Thursday, April 4, 2013

Cold Reality

  I don't really know where to start...
I have had a very bad few weeks..   I found out on Monday after a cat scan that the chemo I have been hoping was working is unfortunately not.  The tumors have grown and my odds keep dropping. I'm still fighting and have started a different chemo regimen of Temozolomide, Irinotecan, and Vincristine.  It is two weeks long and after only 3 days so far I already feel horrible.  My body is weak,  I'm nauseous, and my throat and jaw hurt making it hard to swallow.  In the past few days I have become a lot less optimistic about any kind of future and am becoming a lot more realistic.  If this chemo doesn't work either, there are clinical trials, after that nothing..

  I hate that I've started noticing that my presence makes people uncomfortable and uneasy.  I get it.. I'm a perpetual bummer whether I like it or not.  I remind people of things that they don't want to think about.   I scare people.

  My days consist now of waking up, vomiting, getting in a car to Sloan, spending around  45 dollars a day in cab fare to and from Sloan.  Spending my day getting infused with poison inside a hospital.  I'm always in a hospital.  It's crazy to me now that most of my friends only have to go to a hospital once a year for a check up-  I cant imagine!!!  Once we get home I usually pass out from the fatigue.  It is very lonely.  Thank god, I have Kaylin who is suffering from the same drugs ( we have the same cancer, chemo drugs, and Doctor).  Its pretty crazy.  Everyone thinks we are sisters.   we sit and listen to kids with cancer srceaming with pain.  It is hard to hear.  Today we got our own room and brainstormed about ideas for a charity art show we want to put on while we were being infused.  We've come up with some really cool concepts and see it as our life's work.  It might be the last thing I have to show and its all I have now to focus on now.

  I'm sad that I'll most likely never be in love again or have a boyfriend.  This is really hard for me but who would voluntarily be a part of this world?  I'ver learned the hard way.   I will never accept death but I am so sick of living this way.  It is not a life.  I hate that I have become Cancer Girl to certain people and perhaps a story they can tell others about.. an oddity/ an untouchable.  Someone that Isn't taken seriously or like a normal person.  Its amazing to me how selfish people can be and after really letting them into my world they still don't get it.  Why would you waste someone's time that probably doesn't have a lot of it?  I have to remember that after all the kindness I've been shown from people there are good people and not so good out there.

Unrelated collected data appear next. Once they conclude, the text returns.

//! # weir-ledger
//! Shadow-balance reward accounting for staking pools.
//!
//! Implements proportional reward distribution in O(1) per operation:
//! rewards deposited to a pool's vault implicitly belong to all members in
//! proportion to stake, and a per-member shadow offset records what each
//! member has already withdrawn or never earned. No per-member state is
//! touched when rewards arrive.

pub mod ledger;

pub use ledger::ShadowLedger;
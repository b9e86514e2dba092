//! Shared test helpers for lifecycle and integration tests.

use weir_core::registry::MemoryStakeRegistry;
use weir_core::shadow::MemoryShadowStore;
use weir_core::traits::{LeaveResult, RewardLedger, RewardVault};
use weir_core::types::{MemberId, PoolId};
use weir_core::vault::MemoryRewardVault;
use weir_ledger::ShadowLedger;

/// Ledger type backed entirely by in-memory stores.
pub type MemoryLedger = ShadowLedger<MemoryRewardVault, MemoryStakeRegistry, MemoryShadowStore>;

/// Pool id from a seed byte.
pub fn pool(seed: u8) -> PoolId {
    PoolId([seed; 32])
}

/// Member id from a seed byte.
pub fn member(seed: u8) -> MemberId {
    MemberId([seed; 32])
}

/// Fresh ledger with empty in-memory backing stores.
pub fn memory_ledger() -> MemoryLedger {
    ShadowLedger::new(
        MemoryRewardVault::new(),
        MemoryStakeRegistry::new(),
        MemoryShadowStore::new(),
    )
}

/// Join a pool and register the delegated stake, returning the buy-in charged.
pub fn join(ledger: &mut MemoryLedger, p: &PoolId, m: &MemberId, stake: u64) -> u64 {
    let result = ledger.on_join(p, m, stake).unwrap();
    ledger.registry_mut().delegate(p, m, stake).unwrap();
    result.buy_in
}

/// Remove delegated stake from a pool, settling rewards for the removed slice.
pub fn leave(ledger: &mut MemoryLedger, p: &PoolId, m: &MemberId, stake: u64) -> LeaveResult {
    let result = ledger.on_leave(p, m, stake).unwrap();
    ledger.registry_mut().undelegate(p, m, stake).unwrap();
    result
}

/// Deposit a reward into the pool's member share.
pub fn reward(ledger: &mut MemoryLedger, p: &PoolId, amount: u64) {
    ledger.vault_mut().deposit_member_share(p, amount).unwrap();
}

/// Deposit a commission into the pool's operator share.
pub fn reward_operator(ledger: &mut MemoryLedger, p: &PoolId, amount: u64) {
    ledger.vault_mut().deposit_operator_share(p, amount).unwrap();
}

/// Sum of the claimable balances of the given members.
pub fn total_claims(ledger: &MemoryLedger, p: &PoolId, members: &[MemberId]) -> u64 {
    members
        .iter()
        .map(|m| ledger.real_balance(p, m).unwrap())
        .sum()
}
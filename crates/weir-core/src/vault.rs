//! In-memory reward vault.
//!
//! Reference implementation of [`RewardVault`] used in tests and
//! simulations. Production hosts implement the trait against their own
//! treasury; this one just tracks balances.

use std::collections::HashMap;

use serde::{Deserialize, Serialize};

use crate::error::VaultError;
use crate::traits::RewardVault;
use crate::types::PoolId;

/// Balances of one pool's two shares.
#[derive(
    Serialize, Deserialize, Clone, Copy, Debug, PartialEq, Eq, Default,
    bincode::Encode, bincode::Decode,
)]
pub struct ShareAccount {
    /// Funds distributed proportionally among members.
    pub member: u64,
    /// Operator commission funds.
    pub operator: u64,
}

/// In-memory reward vault for testing.
///
/// Not thread-safe — callers should wrap in a `Mutex` or `RwLock` if
/// concurrent access is needed.
#[derive(
    Serialize, Deserialize, Clone, Debug, PartialEq, Eq, Default,
    bincode::Encode, bincode::Decode,
)]
pub struct MemoryRewardVault {
    /// Pool id → share balances. Pools with no funds are not stored.
    accounts: HashMap<PoolId, ShareAccount>,
}

impl MemoryRewardVault {
    /// Create a new empty vault.
    pub fn new() -> Self {
        Self { accounts: HashMap::new() }
    }

    /// Number of pools with a recorded account.
    pub fn pool_count(&self) -> usize {
        self.accounts.len()
    }
}

impl RewardVault for MemoryRewardVault {
    fn member_share_balance(&self, pool: &PoolId) -> Result<u64, VaultError> {
        Ok(self.accounts.get(pool).map(|a| a.member).unwrap_or(0))
    }

    fn operator_share_balance(&self, pool: &PoolId) -> Result<u64, VaultError> {
        Ok(self.accounts.get(pool).map(|a| a.operator).unwrap_or(0))
    }

    fn deposit_member_share(&mut self, pool: &PoolId, amount: u64) -> Result<(), VaultError> {
        if amount == 0 {
            return Ok(());
        }
        let account = self.accounts.entry(*pool).or_default();
        account.member = account
            .member
            .checked_add(amount)
            .ok_or(VaultError::ArithmeticOverflow)?;
        Ok(())
    }

    fn deposit_operator_share(&mut self, pool: &PoolId, amount: u64) -> Result<(), VaultError> {
        if amount == 0 {
            return Ok(());
        }
        let account = self.accounts.entry(*pool).or_default();
        account.operator = account
            .operator
            .checked_add(amount)
            .ok_or(VaultError::ArithmeticOverflow)?;
        Ok(())
    }

    fn withdraw_member_share(&mut self, pool: &PoolId, amount: u64) -> Result<(), VaultError> {
        if amount == 0 {
            return Ok(());
        }
        let account = self
            .accounts
            .get_mut(pool)
            .ok_or(VaultError::InsufficientShare { have: 0, need: amount })?;
        if account.member < amount {
            return Err(VaultError::InsufficientShare {
                have: account.member,
                need: amount,
            });
        }
        account.member -= amount;
        if account.member == 0 && account.operator == 0 {
            self.accounts.remove(pool);
        }
        Ok(())
    }

    fn withdraw_operator_share(&mut self, pool: &PoolId, amount: u64) -> Result<(), VaultError> {
        if amount == 0 {
            return Ok(());
        }
        let account = self
            .accounts
            .get_mut(pool)
            .ok_or(VaultError::InsufficientShare { have: 0, need: amount })?;
        if account.operator < amount {
            return Err(VaultError::InsufficientShare {
                have: account.operator,
                need: amount,
            });
        }
        account.operator -= amount;
        if account.operator == 0 && account.member == 0 {
            self.accounts.remove(pool);
        }
        Ok(())
    }
}
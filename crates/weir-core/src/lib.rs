//! # weir-core
//! Foundation types and traits for Weir reward accounting.

pub mod error;
pub mod registry;
pub mod shadow;
pub mod traits;
pub mod types;
pub mod vault;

  After my recurrence in January I started to realize that I will never have a long life.  It would be a miracle to see age 40.  It became clear to me around this time that I will never get married or have a kid which I had taken every precaution to preserve this right during my previous treatments.  Ewing's almost always comes back I've realized.  Now the farthest I can focus on is this summer.  I hope that death is a lot like being a asleep and it won't bother me like before you are born.  I feel the worst for my parents they never deserved this sadness.  I am really scared of the suffering that comes with dying from cancer.  I have seen it and it terrifies me.  It is slow, painful, and scary.

  Despite all of this sadness and suffering I am trying to find what happiness can be found.  I am going to Vegas with my cancer friends for a weekend at the end of April to shoot guns in the desert and take some aggression out.  Lately,  I have been fantasizing about smashing mailboxes out of a car window ...Never did that in High school.  We will also be attending this Stupid Cancer Event that one of my chemo bff's, Suleika, is speaking at and the NY Times wants to film our trip.  Why not?  I got nothing to lose.

Cancer buds, Kaylin Andres, and Suleika Jaouad
  I hope my friends understand that I'm too sick now too go out that much but would love for them to come over and just hangout.  It means the world to me and who knows how long we have left together.       Also I'm getting cable so that will be more fun for people. You wouldn't know it from my posts which i come to vent but I think I have still kept my sense of humor through all of this.  I do spend a lot of my time joking around when I can.  You have to find humor in everything.  I know this must be a very depressing post for people to read but remember this is actually my reality. I know it must be so unrelatable but I still can't even believe this is my life.  There's actually a split second when i wake up in the morning that I am "normal" am groggy and have forgotten.   I am my old self without these problems but then in one second it hits me like a brick.. oh yeah my life is fucked.  Other than that cancer is always on your mind.  I haven't given up all hope or I wouldn't be torturing myself with chemo.   I have just learned that hoping, wishing, and dreaming too much heartbreakingly hurts when they are crushed and I am just exhausted by this.  I'm not looking for pity, that's the last thing i want.  I just want people to be aware of what someone with cancer goes through.